PROBLEM DETAILS:
One line at a time, check the entries below for the word "RegistryClient", and copy each line that has it.
(Beginning of EXTRACTED ENTRIES)
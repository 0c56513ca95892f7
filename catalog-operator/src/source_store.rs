//! C1 Source Store (`spec.md` §4.1): tracks one live RPC client per
//! `CatalogSource`, reconnecting with backoff and broadcasting connection
//! state transitions. Grounded on `common::wait_registry::
//! DirectWaitRegistry`'s `Arc<Mutex<HashMap<...>>>` live-connection
//! registry, upgraded to a `tokio::sync::RwLock` per §5's "guarded by a
//! reader/writer lock" requirement, and on the teacher's
//! `backoff_full_jitter` reconnect loop shape.

use std::collections::HashMap;
use std::sync::Arc;
use std::time::Duration;

use chrono::{DateTime, Utc};
use tokio::sync::{RwLock, broadcast};
use tokio::task::JoinHandle;
use tokio_util::sync::CancellationToken;
use tracing::{debug, warn};

use catalog_registry_client::{RegistryClient, SourceQuerier};
use catalog_types::ConnectionState;

use catalog_common::wait::backoff_full_jitter;

#[derive(Debug, Clone, Hash, PartialEq, Eq, PartialOrd, Ord)]
pub struct SourceKey {
    pub namespace: String,
    pub name: String,
}

impl SourceKey {
    pub fn new(namespace: impl Into<String>, name: impl Into<String>) -> Self {
        Self { namespace: namespace.into(), name: name.into() }
    }
}

impl std::fmt::Display for SourceKey {
    fn fmt(&self, f: &mut std::fmt::Formatter<'_>) -> std::fmt::Result {
        write!(f, "{}/{}", self.namespace, self.name)
    }
}

/// Snapshot returned by `add`/`getMeta` (`spec.md` §4.1).
#[derive(Debug, Clone)]
pub struct SourceMeta {
    pub key: SourceKey,
    pub address: String,
    pub state: ConnectionState,
    pub last_connect: Option<DateTime<Utc>>,
}

/// Pushed to subscribers on every ready/transient-failure transition
/// (`spec.md` §4.1 contract paragraph).
#[derive(Debug, Clone)]
pub struct SourceStateEvent {
    pub key: SourceKey,
    pub state: ConnectionState,
    pub address: String,
    pub last_connect: Option<DateTime<Utc>>,
}

struct SourceEntry {
    address: String,
    state: ConnectionState,
    last_connect: Option<DateTime<Utc>>,
    client: Option<Arc<dyn SourceQuerier>>,
    reconnect_task: JoinHandle<()>,
    cancel: CancellationToken,
}

/// Process-wide map from `(namespace, name)` to a live registry-server
/// connection. Never a global singleton (`spec.md` §9 "Global mutable
/// state"): callers hold an `Arc<SourceStore>` handed to them at
/// construction.
pub struct SourceStore {
    entries: RwLock<HashMap<SourceKey, SourceEntry>>,
    events: broadcast::Sender<SourceStateEvent>,
    backoff_ceiling: Duration,
}

const BACKOFF_BASE: Duration = Duration::from_millis(250);
const HEALTH_CHECK_INTERVAL: Duration = Duration::from_secs(15);

impl SourceStore {
    pub fn new(backoff_ceiling: Duration) -> Arc<Self> {
        let (events, _rx) = broadcast::channel(256);
        Arc::new(Self { entries: RwLock::new(HashMap::new()), events, backoff_ceiling })
    }

    /// Registers `key` against `address` and spawns its reconnect task.
    /// Returns immediately; the connection attempt never blocks the
    /// caller (`spec.md` §4.1 "Failure").
    pub async fn add(self: &Arc<Self>, key: SourceKey, address: String) -> SourceMeta {
        self.remove(&key).await;

        let cancel = CancellationToken::new();
        let meta = SourceMeta { key: key.clone(), address: address.clone(), state: ConnectionState::Connecting, last_connect: None };

        {
            let mut entries = self.entries.write().await;
            let store = Arc::clone(self);
            let task_key = key.clone();
            let task_address = address.clone();
            let task_cancel = cancel.clone();
            let reconnect_task = tokio::spawn(async move {
                store.reconnect_loop(task_key, task_address, task_cancel).await;
            });
            entries.insert(
                key,
                SourceEntry {
                    address,
                    state: ConnectionState::Connecting,
                    last_connect: None,
                    client: None,
                    reconnect_task,
                    cancel,
                },
            );
        }

        meta
    }

    /// Cancels the reconnect task and drops the entry. A no-op if `key`
    /// is not present.
    pub async fn remove(&self, key: &SourceKey) {
        let removed = self.entries.write().await.remove(key);
        if let Some(entry) = removed {
            entry.cancel.cancel();
            entry.reconnect_task.abort();
        }
    }

    pub async fn get_meta(&self, key: &SourceKey) -> Option<SourceMeta> {
        let entries = self.entries.read().await;
        entries.get(key).map(|e| SourceMeta {
            key: key.clone(),
            address: e.address.clone(),
            state: e.state,
            last_connect: e.last_connect,
        })
    }

    /// Ordered queriers for a resolve over `declared` (the Subscription's
    /// own `CatalogSource`), then every other ready source in
    /// `subscription_namespace`, then every ready source in
    /// `global_namespace` (`spec.md` §4.1 ordering contract).
    pub async fn as_clients(
        &self,
        declared: Option<&SourceKey>,
        subscription_namespace: &str,
        global_namespace: &str,
    ) -> Vec<Arc<dyn SourceQuerier>> {
        let entries = self.entries.read().await;
        let mut declared_bucket = Vec::new();
        let mut local_bucket = Vec::new();
        let mut global_bucket = Vec::new();

        for (key, entry) in entries.iter() {
            if entry.state != ConnectionState::Ready {
                continue;
            }
            let Some(client) = entry.client.clone() else { continue };
            if declared.is_some_and(|d| d == key) {
                declared_bucket.push(client);
            } else if key.namespace == subscription_namespace {
                local_bucket.push(client);
            } else if key.namespace == global_namespace {
                global_bucket.push(client);
            }
        }

        declared_bucket.into_iter().chain(local_bucket).chain(global_bucket).collect()
    }

    pub fn subscribe(&self) -> broadcast::Receiver<SourceStateEvent> {
        self.events.subscribe()
    }

    async fn set_state(&self, key: &SourceKey, state: ConnectionState, client: Option<Arc<dyn SourceQuerier>>, address: &str) {
        let last_connect = if state == ConnectionState::Ready { Some(Utc::now()) } else { None };
        {
            let mut entries = self.entries.write().await;
            if let Some(entry) = entries.get_mut(key) {
                entry.state = state;
                if let Some(client) = client.clone() {
                    entry.client = Some(client);
                }
                if last_connect.is_some() {
                    entry.last_connect = last_connect;
                }
            } else {
                return; // removed while reconnecting
            }
        }
        if matches!(state, ConnectionState::Ready | ConnectionState::TransientFailure) {
            let _ = self.events.send(SourceStateEvent {
                key: key.clone(),
                state,
                address: address.to_string(),
                last_connect,
            });
        }
    }

    /// Connects, then periodically health-checks; on any failure, falls
    /// back to a fresh connect attempt with exponential backoff bounded
    /// by `backoff_ceiling`.
    async fn reconnect_loop(self: Arc<Self>, key: SourceKey, address: String, cancel: CancellationToken) {
        let mut attempt = 0usize;
        loop {
            if cancel.is_cancelled() {
                return;
            }
            match RegistryClient::connect(address.clone()).await {
                Ok(client) => {
                    attempt = 0;
                    let client: Arc<dyn SourceQuerier> = Arc::new(client);
                    self.set_state(&key, ConnectionState::Ready, Some(client.clone()), &address).await;
                    debug!(%key, %address, "registry connection established");

                    loop {
                        tokio::select! {
                            _ = cancel.cancelled() => return,
                            _ = tokio::time::sleep(HEALTH_CHECK_INTERVAL) => {}
                        }
                        match client.health().await {
                            Ok(true) => continue,
                            Ok(false) | Err(_) => {
                                warn!(%key, %address, "registry health check failed, reconnecting");
                                self.set_state(&key, ConnectionState::TransientFailure, None, &address).await;
                                break;
                            }
                        }
                    }
                }
                Err(err) => {
                    warn!(%key, %address, error = %err, "registry connect failed");
                    self.set_state(&key, ConnectionState::TransientFailure, None, &address).await;
                }
            }

            let delay = backoff_full_jitter(BACKOFF_BASE, self.backoff_ceiling, attempt);
            attempt = attempt.saturating_add(1);
            tokio::select! {
                _ = cancel.cancelled() => return,
                _ = tokio::time::sleep(delay) => {}
            }
        }
    }
}

#[cfg(test)]
mod tests {
    use super::*;

    #[tokio::test]
    async fn get_meta_is_none_before_add() {
        let store = SourceStore::new(Duration::from_secs(30));
        assert!(store.get_meta(&SourceKey::new("ns", "src")).await.is_none());
    }

    #[tokio::test]
    async fn remove_before_add_is_a_noop() {
        let store = SourceStore::new(Duration::from_secs(30));
        store.remove(&SourceKey::new("ns", "missing")).await;
    }

    #[tokio::test]
    async fn as_clients_is_empty_when_nothing_is_ready() {
        let store = SourceStore::new(Duration::from_secs(30));
        let clients = store.as_clients(None, "ns", "olm").await;
        assert!(clients.is_empty());
    }

    #[tokio::test]
    async fn add_registers_a_connecting_entry_immediately() {
        let store = SourceStore::new(Duration::from_secs(30));
        let meta = store.add(SourceKey::new("ns", "src"), "127.0.0.1:1".to_string()).await;
        assert_eq!(meta.state, ConnectionState::Connecting);
        let fetched = store.get_meta(&SourceKey::new("ns", "src")).await.unwrap();
        assert_eq!(fetched.address, "127.0.0.1:1");
        store.remove(&SourceKey::new("ns", "src")).await;
    }
}
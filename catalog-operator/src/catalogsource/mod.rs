//! C5 CatalogSource Reconciler Coordinator (`spec.md` §4.5): a second
//! `kube::runtime::Controller<CatalogSource>` loop generalized from the
//! teacher's `storage_operator::clusters::reconcile::run`, composing the
//! three-function sync chain in [`sync`] with early-return on
//! `continue_chain == false`.

pub mod backing;
pub mod sync;

use std::sync::Arc;
use std::time::Duration;

use futures::StreamExt;
use kube::api::ListParams;
use kube::runtime::Controller;
use kube::runtime::controller::Action;
use kube::runtime::watcher;
use kube::{Api, Client, ResourceExt};
use tracing::{info, warn};

use catalog_types::{CatalogSource, ConnectionState, Subscription};

use crate::queue::KeyQueue;
use crate::source_store::{SourceKey, SourceStore};
use crate::util::{Error, ErrorKind, PROBE_INTERVAL};

pub struct Context {
    pub client: Client,
    pub source_store: Arc<SourceStore>,
    pub resolve_queue: Arc<KeyQueue<String>>,
    pub unpacker_image: String,
}

pub async fn run(client: Client, ctx: Arc<Context>) {
    let api: Api<CatalogSource> = Api::all(client.clone());
    Controller::new(api, watcher::Config::default())
        .shutdown_on_signal()
        .run(reconcile, on_error, ctx)
        .for_each(|res| async move {
            match res {
                Ok((obj, _action)) => info!(catalogsource = %obj.name, "catalogsource synced"),
                Err(err) => warn!(error = %err, "catalogsource reconcile failed"),
            }
        })
        .await;
}

fn on_error(_source: Arc<CatalogSource>, err: &Error, _ctx: Arc<Context>) -> Action {
    match err.kind() {
        ErrorKind::TransientApi => Action::requeue(Duration::from_secs(5)),
        _ => Action::requeue(Duration::from_secs(15)),
    }
}

async fn reconcile(source: Arc<CatalogSource>, ctx: Arc<Context>) -> Result<Action, Error> {
    let namespace = source.meta().namespace.clone().ok_or_else(|| Error::Invariant("CatalogSource missing namespace".into()))?;
    let name = source.name_any();
    let key = SourceKey::new(namespace.clone(), name.clone());
    let previous_state = source.status.as_ref().map(|s| s.connection_state).unwrap_or_default();

    let (source, outcome) = sync::sync_config_map(ctx.client.clone(), &source).await?;
    if !outcome.continue_chain {
        return Ok(Action::requeue(Duration::ZERO));
    }

    let (address, outcome) = sync::sync_registry_server(ctx.client.clone(), &ctx.source_store, &key, &source, &ctx.unpacker_image).await?;
    if !outcome.continue_chain {
        return Ok(Action::requeue(Duration::from_secs(2)));
    }

    let (source, _outcome) = sync::sync_connection(ctx.client.clone(), &ctx.source_store, key, &source, address).await?;

    let new_state = source.status.as_ref().map(|s| s.connection_state).unwrap_or_default();
    if new_state != previous_state {
        if new_state == ConnectionState::Ready {
            requeue_affected_namespaces(&ctx, &namespace, &name).await;
        } else {
            ctx.resolve_queue.enqueue(namespace.clone()).await;
        }
    }

    Ok(Action::requeue(PROBE_INTERVAL))
}

/// `spec.md` §4.5 "on transition to ready": enqueue the CatalogSource's
/// own namespace plus every namespace with a Subscription referencing it.
/// Built fresh from a full list rather than a maintained index keyed by
/// `(catalogName, catalogNamespace)`, since no watch-backed cache layer
/// exists anywhere else in this operator either (`installplan::mod`
/// builds its CSV/CRD indices the same way, per sync).
async fn requeue_affected_namespaces(ctx: &Context, catalog_namespace: &str, catalog_name: &str) {
    ctx.resolve_queue.enqueue(catalog_namespace.to_string()).await;

    let api: Api<Subscription> = Api::all(ctx.client.clone());
    let Ok(subs) = api.list(&ListParams::default()).await else { return };
    for namespace in affected_namespaces(&subs.items, catalog_namespace, catalog_name) {
        ctx.resolve_queue.enqueue(namespace).await;
    }
}

fn affected_namespaces(subscriptions: &[Subscription], catalog_namespace: &str, catalog_name: &str) -> Vec<String> {
    subscriptions
        .iter()
        .filter(|s| s.spec.catalog_source == catalog_name && s.spec.catalog_source_namespace == catalog_namespace)
        .filter_map(|s| s.metadata.namespace.clone())
        .collect()
}

/// Deletion handler (`spec.md` §4.5): this operator registers no
/// finalizer on `CatalogSource` (owner references already cascade the
/// registry-server backing's cleanup), so the controller's watch stream
/// reports deletions as plain `Deleted` events; the binary's startup
/// wiring subscribes to those to drop the matching `SourceStore` entry.
pub async fn handle_deleted(source_store: &SourceStore, key: &SourceKey) {
    source_store.remove(key).await;
}

#[cfg(test)]
mod tests {
    use super::*;
    use catalog_types::SubscriptionSpec;

    fn sub(namespace: &str, catalog_name: &str, catalog_namespace: &str) -> Subscription {
        Subscription {
            metadata: kube::api::ObjectMeta { namespace: Some(namespace.to_string()), ..Default::default() },
            spec: SubscriptionSpec {
                catalog_source: catalog_name.to_string(),
                catalog_source_namespace: catalog_namespace.to_string(),
                package: "p".into(),
                channel: "c".into(),
                approval: Default::default(),
                starting_csv: None,
            },
            status: None,
        }
    }

    #[test]
    fn affected_namespaces_filters_by_catalog_reference() {
        let subs = vec![sub("ns-a", "src", "olm"), sub("ns-b", "other", "olm"), sub("ns-c", "src", "olm")];
        let mut namespaces = affected_namespaces(&subs, "olm", "src");
        namespaces.sort();
        assert_eq!(namespaces, vec!["ns-a".to_string(), "ns-c".to_string()]);
    }

    #[test]
    fn affected_namespaces_is_empty_when_no_subscription_matches() {
        let subs = vec![sub("ns-a", "other", "olm")];
        assert!(affected_namespaces(&subs, "olm", "src").is_empty());
    }
}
(End of EXTRACTED ENTRIES)
ANSWER TO THIS PROBLEM:
use catalog_registry_client::{RegistryClient, SourceQuerier};
            match RegistryClient::connect(address.clone()).await {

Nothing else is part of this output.